Organic carbon export from the Greenland ice sheet
Maya P. Bhatia, Sarah B. Das, Li Xu, Matthew A. Charette, Jemma L. Wadham, Elizabeth B. Kujawinski
グリーンランド氷床から海へと運ばれる溶存+粒子状有機物の炭素同位体(δ13C+Δ14C)を測定。輸送されるDOCは北極圏の小さい河川に匹敵するほど、POCは北極圏の大きな河川に匹敵するほどの量であることが分かった。DOCのΔ14Cは時間変動を示したが、POCは示さなかった。
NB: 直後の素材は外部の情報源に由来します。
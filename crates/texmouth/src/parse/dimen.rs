//! Dimension parsing.
//!
//! A dimension is optional signs, then either an internal dimen quantity or
//! a decimal factor followed by a physical unit. The arithmetic converting a
//! factor and unit into scaled points follows TeX82 §§440-458 exactly, so
//! the results are bit-identical with TeX's.

use super::keyword;
use super::other_char;
use super::space;
use super::step;
use crate::combinator::attempt;
use crate::combinator::many;
use crate::combinator::opt;
use crate::combinator::or;
use crate::combinator::satisfy;
use crate::combinator::Parser;
use crate::combinator::Reply;
use crate::combinator::Stream;
use crate::command::Command;
use crate::error::Error;
use crate::error::UserError;
use crate::mouth::HasEnvironment;
use crate::token::CatCode;
use crate::token::Value;
use crate::types::Dimen;

/// Maximum legal dimension, 2^30 - 1 scaled points.
pub const MAX_DIMEN: i32 = 0x3FFF_FFFF;

/// Parse a dimension from the stream.
pub fn parse_dimen<S: Stream + HasEnvironment>(stream: &mut S) -> crate::Result<Dimen> {
    super::number::finish(dimen().parse(stream), "a dimension")
}

fn dimen<S: Stream + HasEnvironment>() -> impl Parser<S, Output = Dimen> {
    |stream: &mut S| {
        let mut consumed = false;
        let sign = step![consumed, stream, super::number::signs()];
        let magnitude = step![
            consumed,
            stream,
            or(internal_dimen(), factor_and_unit())
        ];
        step![consumed, stream, opt(space())];
        Reply::ok(consumed, Dimen(sign.wrapping_mul(magnitude.0)))
    }
}

/// A control sequence bound to a dimen register.
fn internal_dimen<S: Stream + HasEnvironment>() -> impl Parser<S, Output = Dimen> {
    |stream: &mut S| match stream.next() {
        Err(error) => Reply::err(true, error),
        Ok(None) => Reply::err(
            false,
            Box::new(Error::User(
                UserError::new(stream.position(), "unexpected end of input")
                    .with_expected("an internal dimension"),
            )),
        ),
        Ok(Some(token)) => {
            let command = token
                .command_ref()
                .and_then(|command_ref| stream.env().command(command_ref))
                .cloned();
            match command {
                Some(Command::DimenDef(index)) => Reply::ok(true, stream.env().dimen(index)),
                _ => {
                    let error = UserError::new(token.position(), "")
                        .with_found(token.clone())
                        .with_expected("an internal dimension");
                    stream.push_back(token);
                    Reply::err(false, Box::new(Error::User(error)))
                }
            }
        }
    }
}

fn factor_and_unit<S: Stream>() -> impl Parser<S, Output = Dimen> {
    |stream: &mut S| {
        let position = stream.position();
        let mut consumed = false;
        let (whole, fraction) = step![consumed, stream, factor()];
        let (numerator, denominator) = step![consumed, stream, unit()];
        let scaled = if denominator == 0 {
            // The sp unit: the factor is already in scaled points.
            whole
        } else {
            apply_unit(whole, fraction, numerator, denominator)
        };
        if scaled > i64::from(MAX_DIMEN) {
            return Reply::err(
                consumed,
                Box::new(Error::User(UserError::new(position, "dimension too large"))),
            );
        }
        Reply::ok(consumed, Dimen(scaled as i32))
    }
}

/// A decimal factor: an integer part, a fraction part, or both, separated by
/// a period or comma. Returns the integer part and the fraction rounded to
/// 16 bits.
fn factor<S: Stream>() -> impl Parser<S, Output = (i64, i64)> {
    |stream: &mut S| {
        let mut consumed = false;
        let integer_digits = step![consumed, stream, many(decimal_digit())];
        let separator = step![
            consumed,
            stream,
            opt(or(other_char('.'), other_char(',')))
        ];
        let fraction_digits = match separator {
            None => Vec::new(),
            Some(()) => step![consumed, stream, many(decimal_digit())],
        };
        if integer_digits.is_empty() && fraction_digits.is_empty() {
            return Reply::err(
                consumed,
                Box::new(Error::User(
                    UserError::new(stream.position(), "").with_expected("a decimal factor"),
                )),
            );
        }
        let mut whole: i64 = 0;
        for digit in integer_digits {
            whole = whole * 10 + i64::from(digit);
        }
        Reply::ok(consumed, (whole, round_decimals(&fraction_digits)))
    }
}

fn decimal_digit<S: Stream>() -> impl Parser<S, Output = u32> {
    satisfy("a decimal digit", |token| match token.value() {
        Value::Character(c @ '0'..='9', CatCode::Other) => Some(*c as u32 - '0' as u32),
        _ => None,
    })
}

/// Convert decimal fraction digits to a 16-bit fraction of a unit, rounding
/// as in TeX82 §102.
fn round_decimals(digits: &[u32]) -> i64 {
    let mut a: i64 = 0;
    for digit in digits.iter().rev() {
        a = (a + i64::from(*digit) * 131072) / 10;
    }
    (a + 1) / 2
}

/// The physical units, as ratios to the printer's point. The sp unit is
/// signalled by a zero denominator.
const UNITS: &[(&str, i64, i64)] = &[
    ("pt", 1, 1),
    ("sp", 1, 0),
    ("in", 7227, 100),
    ("pc", 12, 1),
    ("cm", 7227, 254),
    ("mm", 7227, 2540),
    ("bp", 7227, 7200),
    ("dd", 1238, 1157),
    ("cc", 14856, 1157),
];

fn unit<S: Stream>() -> impl Parser<S, Output = (i64, i64)> {
    |stream: &mut S| {
        let mut consumed = false;
        step![consumed, stream, many(space())];
        for (name, numerator, denominator) in UNITS.iter().copied() {
            let reply = attempt(keyword(name)).parse(stream);
            consumed |= reply.consumed;
            match reply.result {
                Ok(()) => return Reply::ok(consumed, (numerator, denominator)),
                Err(error) if error.user_error().is_none() => {
                    return Reply::err(consumed, error);
                }
                Err(_) => {}
            }
        }
        Reply::err(
            consumed,
            Box::new(Error::User(
                UserError::new(stream.position(), "")
                    .with_expected("a unit (pt, in, pc, cm, mm, bp, dd, cc or sp)"),
            )),
        )
    }
}

/// Multiply a (whole, 16-bit fraction) factor by a unit ratio, producing
/// scaled points. This is the remainder-propagating arithmetic of TeX82
/// §458.
fn apply_unit(whole: i64, fraction: i64, numerator: i64, denominator: i64) -> i64 {
    let product = whole * numerator;
    let quotient = product / denominator;
    let remainder = product % denominator;
    let mut f = (numerator * fraction + 65536 * remainder) / denominator;
    let quotient = quotient + f / 65536;
    f %= 65536;
    quotient * 65536 + f
}

#[cfg(test)]
mod tests {
    use super::super::testing::*;
    use super::*;
    use crate::env::Environment;
    use crate::types::UNITY;

    fn parse(input: &str) -> crate::Result<Dimen> {
        let mut stream = EnvStream::new(Environment::new_plain(), tokens(input));
        parse_dimen(&mut stream)
    }

    #[test]
    fn points() {
        assert_eq!(parse("10pt").unwrap(), Dimen(10 * UNITY));
        assert_eq!(parse("-1pt").unwrap(), Dimen(-UNITY));
        assert_eq!(parse("0.5pt").unwrap(), Dimen(UNITY / 2));
        assert_eq!(parse(".5pt").unwrap(), Dimen(UNITY / 2));
        assert_eq!(parse("1,5pt").unwrap(), Dimen(3 * UNITY / 2));
    }

    #[test]
    fn fraction_rounding_matches_tex() {
        // 0.1pt rounds to 6554sp in TeX.
        assert_eq!(parse("0.1pt").unwrap(), Dimen(6554));
        assert_eq!(parse("0.4pt").unwrap(), Dimen(26214));
    }

    #[test]
    fn units() {
        assert_eq!(parse("1in").unwrap(), Dimen(4736286));
        assert_eq!(parse("1pc").unwrap(), Dimen(12 * UNITY));
        assert_eq!(parse("1bp").unwrap(), Dimen(65781));
        assert_eq!(parse("2sp").unwrap(), Dimen(2));
        assert_eq!(parse("1cm").unwrap(), Dimen(1864679));
    }

    #[test]
    fn unit_keyword_is_case_insensitive() {
        assert_eq!(parse("1PT").unwrap(), Dimen(UNITY));
        assert_eq!(parse("1 pt").unwrap(), Dimen(UNITY));
    }

    #[test]
    fn internal_dimen_register() {
        let mut env = Environment::new_plain();
        env.set_dimen(3, Dimen::from_points(7));
        env.set_command_named("d", Command::DimenDef(3));
        let mut stream = EnvStream::new(env, tokens(r"-\d"));
        assert_eq!(parse_dimen(&mut stream).unwrap(), Dimen(-7 * UNITY));
    }

    #[test]
    fn missing_unit_is_an_error() {
        assert!(parse("10").is_err());
        assert!(parse("10xy").is_err());
    }

    #[test]
    fn dimension_too_large() {
        assert!(parse("16384pt").is_err());
        assert_eq!(parse("16383pt").unwrap(), Dimen(16383 * UNITY));
    }
}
異なるメカニズムによってコントロールされていると考えられる。

☆Volume 108,  Pages 1-202, 1 May 2013
Calibration and application of the ‘clumped isotope’ thermometer to foraminifera for high-resolution climate reconstructions
Anna-Lena Grauel, Thomas W. Schmid, Bin Hu, Caterina Bergami, Lucilla Capotondi, Liping Zhou, Stefano M. Bernasconi
古気候学研究において温度プロキシの開発は極めて重要であり、生体効果を受けないとされるclumped isotopeには大きな期待が寄せられている。幅広い温度(2-28℃)に生息する浮遊性・底性有孔虫に対して行われた測定結果をもとに、温度復元の不確実性および不確実性をもたらすメカニズムを考察。地中海で得られた堆積物コアのG. ruberに対する測定結果はここ700年でも大きくばらつき、正しい温度を得るには数多くの結果を平均化する必要がある。現在のところ、大きな温度変化に対しては適用可能だが、小さな変化にはまだ技術開発が必要かもしれない。
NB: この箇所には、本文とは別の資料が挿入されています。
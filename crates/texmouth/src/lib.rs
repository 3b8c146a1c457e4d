//! # Texmouth
//!
//! Texmouth is a faithful implementation of the front end of the TeX
//! language: the **eyes**, which convert source characters into tokens using
//! a mutable category-code table, and the **mouth**, which expands macros,
//! conditionals, and the built-in expandable primitives. The output is a
//! stream of primitive tokens ready to be consumed by a downstream
//! typesetting engine (TeX's "stomach").
//!
//! TeX's lexing rules are dynamic: the category-code table can be changed by
//! tokens the lexer itself just produced, and macro expansion continuously
//! pushes replacement tokens back in front of the input. For this reason
//! everything in this crate is lazy; tokens are produced one at a time, on
//! demand, through [driver::Driver].
//!
//! ```
//! # use texmouth::driver;
//! let mut driver = driver::Driver::new(
//!     "input.tex",
//!     r"\def\greet#1{Hello, #1!}\greet{World}".into(),
//!     driver::Options::for_testing(),
//! );
//! assert_eq!(driver.run_to_string().unwrap(), "Hello, World!");
//! ```

pub mod combinator;
pub mod command;
pub mod driver;
pub mod env;
pub mod error;
pub mod eyes;
pub mod mouth;
pub mod parse;
pub mod source;
pub mod testing;
pub mod texmacro;
pub mod token;
pub mod types;

/// Result type used throughout Texmouth.
///
/// The error is boxed because it is large relative to the values most
/// functions return, and errors are rare.
pub type Result<T> = std::result::Result<T, Box<error::Error>>;
//! Number parsing.
//!
//! The grammar, from the TeX book:
//! `spaces? sign* spaces? (internal | constant | ' octal | " hex | ` char) space?`
//!
//! The sign of the number is the product of all consumed `+` and `-` signs.
//! An internal quantity is a control sequence bound to a register definition
//! (`\countdef`, `\chardef` and friends); its current value is used.

use super::other_char;
use super::space;
use super::step;
use crate::combinator::many;
use crate::combinator::many1;
use crate::combinator::named;
use crate::combinator::opt;
use crate::combinator::or;
use crate::combinator::satisfy;
use crate::combinator::Parser;
use crate::combinator::Reply;
use crate::combinator::Stream;
use crate::command::Command;
use crate::error::Error;
use crate::error::UserError;
use crate::mouth::HasEnvironment;
use crate::token::CatCode;
use crate::token::CommandRef;
use crate::token::Value;

/// Parse a number from the stream.
pub fn parse_number<S: Stream + HasEnvironment>(stream: &mut S) -> crate::Result<i32> {
    finish(number().parse(stream), "a number")
}

/// Parse a number and assert it fits in 8 bits, as register indices must.
pub fn parse_number_8bit<S: Stream + HasEnvironment>(stream: &mut S) -> crate::Result<u8> {
    ranged(stream, 0, 255).map(|value| value as u8)
}

/// Parse a number and assert it fits in 4 bits, as category codes must.
pub fn parse_number_4bit<S: Stream + HasEnvironment>(stream: &mut S) -> crate::Result<u8> {
    ranged(stream, 0, 15).map(|value| value as u8)
}

/// Parse a number and assert it fits in 15 bits, as math character codes
/// must.
pub fn parse_number_15bit<S: Stream + HasEnvironment>(stream: &mut S) -> crate::Result<u16> {
    ranged(stream, 0, 0x7FFF).map(|value| value as u16)
}

fn ranged<S: Stream + HasEnvironment>(stream: &mut S, min: i32, max: i32) -> crate::Result<i32> {
    let position = stream.position();
    let value = parse_number(stream)?;
    if value < min || value > max {
        return Err(Box::new(Error::User(UserError::new(
            position,
            format!["the number {value} is outside the range [{min}, {max}]"],
        ))));
    }
    Ok(value)
}

pub(crate) fn finish<T>(reply: Reply<T>, expected: &'static str) -> crate::Result<T> {
    match reply.result {
        Ok(value) => Ok(value),
        Err(error) => match (*error, reply.consumed) {
            (Error::User(user_error), false) => {
                Err(Box::new(Error::User(user_error.with_expected(expected))))
            }
            (other, _) => Err(Box::new(other)),
        },
    }
}

/// The number parser itself.
pub(crate) fn number<S: Stream + HasEnvironment>() -> impl Parser<S, Output = i32> {
    |stream: &mut S| {
        let mut consumed = false;
        let sign = step![consumed, stream, signs()];
        let magnitude = step![
            consumed,
            stream,
            or(
                decimal_constant(),
                or(
                    octal_constant(),
                    or(
                        hex_constant(),
                        or(char_token_constant(), internal_integer())
                    )
                )
            )
        ];
        step![consumed, stream, opt(space())];
        Reply::ok(consumed, sign.wrapping_mul(magnitude))
    }
}

/// Consume any number of signs and spaces; the result is the product of the
/// signs.
pub(crate) fn signs<S: Stream>() -> impl Parser<S, Output = i32> {
    |stream: &mut S| {
        let sign_or_space = satisfy("a sign", |token| match token.value() {
            Value::Character('+', CatCode::Other) => Some(1),
            Value::Character('-', CatCode::Other) => Some(-1),
            Value::Character(_, CatCode::Space) => Some(1),
            _ => None,
        });
        let mut consumed = false;
        let factors = step![consumed, stream, many(sign_or_space)];
        Reply::ok(consumed, factors.iter().product::<i32>())
    }
}

fn decimal_constant<S: Stream>() -> impl Parser<S, Output = i32> {
    named(constant::<S, 10>(), "a decimal digit")
}

fn octal_constant<S: Stream>() -> impl Parser<S, Output = i32> {
    |stream: &mut S| {
        let mut consumed = false;
        step![consumed, stream, named(other_char('\''), "an octal constant")];
        let value = step![consumed, stream, constant::<S, 8>()];
        Reply::ok(consumed, value)
    }
}

fn hex_constant<S: Stream>() -> impl Parser<S, Output = i32> {
    |stream: &mut S| {
        let mut consumed = false;
        step![
            consumed,
            stream,
            named(other_char('"'), "a hexadecimal constant")
        ];
        let value = step![consumed, stream, constant::<S, 16>()];
        Reply::ok(consumed, value)
    }
}

/// One or more digits in the provided radix, folded into an integer.
fn constant<S: Stream, const RADIX: u32>() -> impl Parser<S, Output = i32> {
    |stream: &mut S| {
        let position = stream.position();
        let reply = many1(digit::<S, RADIX>()).parse(stream);
        let consumed = reply.consumed;
        match reply.result {
            Err(error) => Reply::err(consumed, error),
            Ok(digits) => {
                let mut value: i64 = 0;
                for digit in digits {
                    value = value * i64::from(RADIX) + i64::from(digit);
                    if value > i64::from(i32::MAX) {
                        return Reply::err(
                            consumed,
                            Box::new(Error::User(UserError::new(position, "number too big"))),
                        );
                    }
                }
                Reply::ok(consumed, value as i32)
            }
        }
    }
}

/// A single digit in the provided radix.
///
/// Decimal and octal digits must have the other category; the letters used
/// by hexadecimal constants may be letter or other category but must be
/// uppercase, following TeX.
fn digit<S: Stream, const RADIX: u32>() -> impl Parser<S, Output = u32> {
    satisfy("a digit", |token| match token.value() {
        Value::Character(c @ '0'..='9', CatCode::Other) => {
            let digit = *c as u32 - '0' as u32;
            if digit < RADIX {
                Some(digit)
            } else {
                None
            }
        }
        Value::Character(c @ 'A'..='F', CatCode::Other | CatCode::Letter) if RADIX == 16 => {
            Some(*c as u32 - 'A' as u32 + 10)
        }
        _ => None,
    })
}

/// A backtick followed by a character token or a single-character control
/// sequence; the value is the character's code point.
fn char_token_constant<S: Stream>() -> impl Parser<S, Output = i32> {
    |stream: &mut S| {
        let mut consumed = false;
        step![
            consumed,
            stream,
            named(other_char('`'), "a character constant")
        ];
        let value = step![
            consumed,
            stream,
            satisfy("a character token", |token| {
                match token.value() {
                    Value::CommandRef(CommandRef::ControlSequence(name)) => {
                        let mut chars = name.chars();
                        match (chars.next(), chars.next()) {
                            (Some(c), None) => Some(c as i32),
                            _ => None,
                        }
                    }
                    _ => token.char().map(|c| c as i32),
                }
            })
        ];
        Reply::ok(consumed, value)
    }
}

/// A control sequence bound to an internal integer quantity.
fn internal_integer<S: Stream + HasEnvironment>() -> impl Parser<S, Output = i32> {
    |stream: &mut S| match stream.next() {
        Err(error) => Reply::err(true, error),
        Ok(None) => Reply::err(
            false,
            Box::new(Error::User(
                UserError::new(stream.position(), "unexpected end of input")
                    .with_expected("an internal integer"),
            )),
        ),
        Ok(Some(token)) => {
            let command = token
                .command_ref()
                .and_then(|command_ref| stream.env().command(command_ref))
                .cloned();
            let value = match command {
                Some(Command::CountDef(index)) => Some(stream.env().count(index)),
                Some(Command::DimenDef(index)) => Some(stream.env().dimen(index).0),
                Some(Command::CharDef(c)) => Some(c as i32),
                Some(Command::MathCharDef(code)) => Some(i32::from(code)),
                _ => None,
            };
            match value {
                Some(value) => Reply::ok(true, value),
                None => {
                    let error = UserError::new(token.position(), "")
                        .with_found(token.clone())
                        .with_expected("an internal integer");
                    stream.push_back(token);
                    Reply::err(false, Box::new(Error::User(error)))
                }
            }
        }
    }
}

#[cfg(test)]
mod tests {
    use super::super::testing::*;
    use super::*;
    use crate::env::Environment;
    use crate::types::Dimen;

    fn parse(input: &str) -> crate::Result<i32> {
        let mut stream = EnvStream::new(Environment::new_plain(), tokens(input));
        parse_number(&mut stream)
    }

    #[test]
    fn decimal() {
        assert_eq!(parse("123").unwrap(), 123);
        assert_eq!(parse("0").unwrap(), 0);
    }

    #[test]
    fn signs_multiply() {
        assert_eq!(parse("-42").unwrap(), -42);
        assert_eq!(parse("--42").unwrap(), 42);
        assert_eq!(parse("+- - 42").unwrap(), 42);
    }

    #[test]
    fn leading_spaces_are_skipped() {
        // The eyes collapse the spaces; the sign parser consumes the space
        // token.
        assert_eq!(parse("a 7").map_err(|_| ()), Err(()));
        let mut stream = EnvStream::new(Environment::new_plain(), tokens("x - 7"));
        stream.next().unwrap();
        assert_eq!(parse_number(&mut stream).unwrap(), -7);
    }

    #[test]
    fn octal() {
        assert_eq!(parse("'17").unwrap(), 15);
        assert_eq!(parse("-'17").unwrap(), -15);
    }

    #[test]
    fn hexadecimal() {
        assert_eq!(parse("\"FF").unwrap(), 255);
        assert_eq!(parse("\"10").unwrap(), 16);
    }

    #[test]
    fn char_token() {
        assert_eq!(parse("`A").unwrap(), 65);
        assert_eq!(parse("`\\A").unwrap(), 65);
        assert_eq!(parse("`\\\\").unwrap(), 92);
    }

    #[test]
    fn trailing_space_is_consumed() {
        let mut stream = EnvStream::new(Environment::new_plain(), tokens("1 2"));
        assert_eq!(parse_number(&mut stream).unwrap(), 1);
        let remaining = stream.remaining();
        assert_eq!(remaining.len(), 1);
        assert_eq!(remaining[0].char(), Some('2'));
    }

    #[test]
    fn internal_count_register() {
        let mut env = Environment::new_plain();
        env.set_count(5, 67);
        env.set_command_named("five", Command::CountDef(5));
        let mut stream = EnvStream::new(env, tokens(r"\five"));
        assert_eq!(parse_number(&mut stream).unwrap(), 67);
    }

    #[test]
    fn internal_char_def() {
        let mut env = Environment::new_plain();
        env.set_command_named("amp", Command::CharDef('&'));
        let mut stream = EnvStream::new(env, tokens(r"-\amp"));
        assert_eq!(parse_number(&mut stream).unwrap(), -38);
    }

    #[test]
    fn internal_dimen_register_coerces_to_scaled_points() {
        let mut env = Environment::new_plain();
        env.set_dimen(0, Dimen::from_points(2));
        env.set_command_named("d", Command::DimenDef(0));
        let mut stream = EnvStream::new(env, tokens(r"\d"));
        assert_eq!(parse_number(&mut stream).unwrap(), 2 * 65536);
    }

    #[test]
    fn bad_number_reports_expectations() {
        let error = parse("x").unwrap_err();
        let user_error = error.user_error().unwrap();
        assert!(!user_error.expected.is_empty());
    }

    #[test]
    fn number_too_big() {
        assert!(parse("99999999999").is_err());
        assert_eq!(parse("2147483647").unwrap(), i32::MAX);
    }

    #[test]
    fn range_restricted() {
        let mut stream = EnvStream::new(Environment::new_plain(), tokens("255"));
        assert_eq!(parse_number_8bit(&mut stream).unwrap(), 255);
        let mut stream = EnvStream::new(Environment::new_plain(), tokens("256"));
        assert!(parse_number_8bit(&mut stream).is_err());
        let mut stream = EnvStream::new(Environment::new_plain(), tokens("15"));
        assert_eq!(parse_number_4bit(&mut stream).unwrap(), 15);
        let mut stream = EnvStream::new(Environment::new_plain(), tokens("\"7FFF"));
        assert_eq!(parse_number_15bit(&mut stream).unwrap(), 0x7FFF);
    }
}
Earth and Planetary Science Letters
☆Volume 368, 15 April 2013, Pages 20-32 
Rapid changes in meridional advection of Southern Ocean intermediate waters to the tropical Pacific during the last 30 kyr    
L.D. Pena, S.L. Goldstein, S.R. Hemming, K.M. Jones, E. Calvo, C. Pelejero, I. Cacho
氷期間氷期の気候変動において南大洋のプロセスが大きく寄与していたと考えられている。特に、SAMW/AAIWを介した高緯度から低緯度へのパス(oceanic tunnelling)も高緯度のシグナルを低緯度に伝播する上で重要だったと考えられている。しかし最終退氷期のパスについては証拠が断片的でよく分かっていないことが多い。東赤道太平洋から得られた堆積物コア中のN. dutertreiの殻のεNdからEUCの水のもとになった水を調査したところ、最終退氷期の寒い時期(H0, H1, H2, LGM)によりSAMW/AAIWが強まっていたことが示唆される。南大洋で湧昇した氷期の古い深層水は、低緯度へと伝播したと考えられる。